### Source data
▼
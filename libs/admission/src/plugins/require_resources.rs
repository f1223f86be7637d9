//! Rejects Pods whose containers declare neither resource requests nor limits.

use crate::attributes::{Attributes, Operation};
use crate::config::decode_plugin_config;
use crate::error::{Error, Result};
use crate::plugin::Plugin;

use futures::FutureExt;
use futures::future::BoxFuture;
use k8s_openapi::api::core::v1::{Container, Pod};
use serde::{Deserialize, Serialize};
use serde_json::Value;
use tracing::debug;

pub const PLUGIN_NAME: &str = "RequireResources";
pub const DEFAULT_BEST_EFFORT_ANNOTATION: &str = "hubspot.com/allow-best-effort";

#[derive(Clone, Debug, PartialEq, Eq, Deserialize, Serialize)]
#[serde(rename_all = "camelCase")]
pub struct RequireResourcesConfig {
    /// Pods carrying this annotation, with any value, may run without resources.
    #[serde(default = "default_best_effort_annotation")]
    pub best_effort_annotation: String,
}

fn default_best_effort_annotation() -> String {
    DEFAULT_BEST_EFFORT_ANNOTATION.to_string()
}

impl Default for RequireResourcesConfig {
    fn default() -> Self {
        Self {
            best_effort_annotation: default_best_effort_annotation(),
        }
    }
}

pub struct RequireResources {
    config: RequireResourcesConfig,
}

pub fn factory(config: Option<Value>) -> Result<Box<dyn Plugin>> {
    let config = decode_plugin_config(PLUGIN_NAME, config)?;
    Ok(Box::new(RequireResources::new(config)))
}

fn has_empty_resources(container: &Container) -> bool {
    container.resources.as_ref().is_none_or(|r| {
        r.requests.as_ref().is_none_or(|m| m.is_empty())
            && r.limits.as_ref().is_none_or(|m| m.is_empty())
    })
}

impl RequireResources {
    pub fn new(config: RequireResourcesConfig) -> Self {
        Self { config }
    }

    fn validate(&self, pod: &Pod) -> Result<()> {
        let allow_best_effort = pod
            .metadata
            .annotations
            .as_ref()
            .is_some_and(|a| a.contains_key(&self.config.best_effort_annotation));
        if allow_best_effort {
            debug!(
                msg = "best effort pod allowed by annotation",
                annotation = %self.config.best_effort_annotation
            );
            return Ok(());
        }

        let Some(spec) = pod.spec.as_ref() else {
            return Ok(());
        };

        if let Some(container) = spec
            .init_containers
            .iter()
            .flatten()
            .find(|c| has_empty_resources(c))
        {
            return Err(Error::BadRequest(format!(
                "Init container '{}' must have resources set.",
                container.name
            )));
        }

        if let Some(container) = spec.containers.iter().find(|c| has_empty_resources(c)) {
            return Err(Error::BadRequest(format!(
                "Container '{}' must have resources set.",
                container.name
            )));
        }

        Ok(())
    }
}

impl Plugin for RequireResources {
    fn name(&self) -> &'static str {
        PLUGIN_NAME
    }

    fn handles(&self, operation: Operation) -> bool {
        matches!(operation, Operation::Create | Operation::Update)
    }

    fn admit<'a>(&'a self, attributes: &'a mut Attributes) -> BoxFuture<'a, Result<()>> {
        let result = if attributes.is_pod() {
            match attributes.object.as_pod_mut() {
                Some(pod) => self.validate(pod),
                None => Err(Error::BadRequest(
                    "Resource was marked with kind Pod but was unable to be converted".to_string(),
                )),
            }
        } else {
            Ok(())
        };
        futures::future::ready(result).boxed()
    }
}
▲
### What this task involves
Your answer must be the line containing "matches!(operation, Operation::Create |" and every line after it through the end of the records above, reproduced exactly and alone.

### Output for this task
        matches!(operation, Operation::Create | Operation::Update)
    }

    fn admit<'a>(&'a self, attributes: &'a mut Attributes) -> BoxFuture<'a, Result<()>> {
        let result = if attributes.is_pod() {
            match attributes.object.as_pod_mut() {
                Some(pod) => self.validate(pod),
                None => Err(Error::BadRequest(
                    "Resource was marked with kind Pod but was unable to be converted".to_string(),
                )),
            }
        } else {
            Ok(())
        };
        futures::future::ready(result).boxed()
    }
}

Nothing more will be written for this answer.